PROBLEM STATEMENT:
Your task is to copy each line of the material that holds the word "rescheduled".
+-------+
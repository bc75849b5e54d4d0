//! `refresh` command: the periodic entry point.
//!
//! Meant to be run from a timer (cron, systemd) a couple of times a day. It
//! re-resolves tomorrow's sunrise and reschedules an armed alarm; when the
//! lookup fails the armed alarm stays as it was.

use anyhow::Result;

use super::{AppContext, format_instant};

pub async fn handle_refresh_command(ctx: &AppContext) -> Result<()> {
    let outcome = match ctx.scheduler.refresh().await {
        Ok(outcome) => outcome,
        Err(e) => {
            let message = if e.is_resolution_failure() {
                "Could not resolve tomorrow's sunrise; the current alarm was left unchanged"
            } else {
                "Refresh failed"
            };
            return Err(anyhow::Error::new(e).context(message));
        }
    };

    log_block_start!("Tomorrow's sunrise: {}", format_instant(&outcome.sunrise));
    match outcome.rescheduled {
        Some(fire) => log_indented!("Alarm rescheduled for {}", format_instant(&fire)),
        None => log_indented!("No sunrise alarm armed; nothing rescheduled"),
    }
    Ok(())
}
use std::env;
use std::fs;
use std::path::{Path, PathBuf};

use anyhow::{Context, Result};
use directories::{BaseDirs, ProjectDirs};
use once_cell::sync::Lazy;

static DEFAULT_DB_NAME: &str = "taskorp.sqlite3";
static DEFAULT_LOG_NAME: &str = "taskorp.log";
static ENV_DATA_DIR: &str = "TASKORP_DATA_DIR";

static PROJECT_DIRS: Lazy<Option<ProjectDirs>> =
    Lazy::new(|| ProjectDirs::from("dev", "taskorp", "taskorp"));

#[derive(Debug, Clone)]
pub struct AppConfig {
    data_dir: PathBuf,
    db_path: PathBuf,
    log_path: PathBuf,
}

impl AppConfig {
    /// Construct [`AppConfig`] by resolving the data directory using the provided override,
    /// environment variables, and platform defaults.
    pub fn discover(data_dir_override: Option<PathBuf>) -> Result<Self> {
        let data_dir = resolve_data_dir(data_dir_override)?;
        if !data_dir.exists() {
            fs::create_dir_all(&data_dir).with_context(|| {
                format!("Failed to create data directory at {}", data_dir.display())
            })?;
        }
        Self::from_data_dir(data_dir)
    }

    /// Construct [`AppConfig`] directly from a resolved data directory.
    pub fn from_data_dir(data_dir: PathBuf) -> Result<Self> {
        let db_path = data_dir.join(DEFAULT_DB_NAME);
        let log_path = data_dir.join(DEFAULT_LOG_NAME);
        Ok(Self {
            data_dir,
            db_path,
            log_path,
        })
    }

    pub fn data_dir(&self) -> &Path {
        &self.data_dir
    }

    pub fn db_path(&self) -> &Path {
        &self.db_path
    }

    pub fn log_path(&self) -> &Path {
        &self.log_path
    }
}

fn resolve_data_dir(data_dir_override: Option<PathBuf>) -> Result<PathBuf> {
    if let Some(dir) = data_dir_override {
        return Ok(dir);
    }

    if let Ok(env_dir) = env::var(ENV_DATA_DIR) {
        if !env_dir.trim().is_empty() {
            return Ok(PathBuf::from(env_dir));
        }
    }

    if cfg!(debug_assertions) {
        let manifest_dir = PathBuf::from(env!("CARGO_MANIFEST_DIR"));
        let dev_dir = manifest_dir.join("..").join("tmp").join("dev-taskorp");
        return Ok(dev_dir);
    }

    if let Some(project) = &*PROJECT_DIRS {
        return Ok(project.data_dir().to_path_buf());
    }

    if let Some(base) = BaseDirs::new() {
        return Ok(base.home_dir().join(".taskorp"));
    }

    Ok(env::current_dir()?.join(".taskorp"))
}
+-------+
OUTPUT BELOW:
    match outcome.rescheduled {
        Some(fire) => log_indented!("Alarm rescheduled for {}", format_instant(&fire)),
        None => log_indented!("No sunrise alarm armed; nothing rescheduled"),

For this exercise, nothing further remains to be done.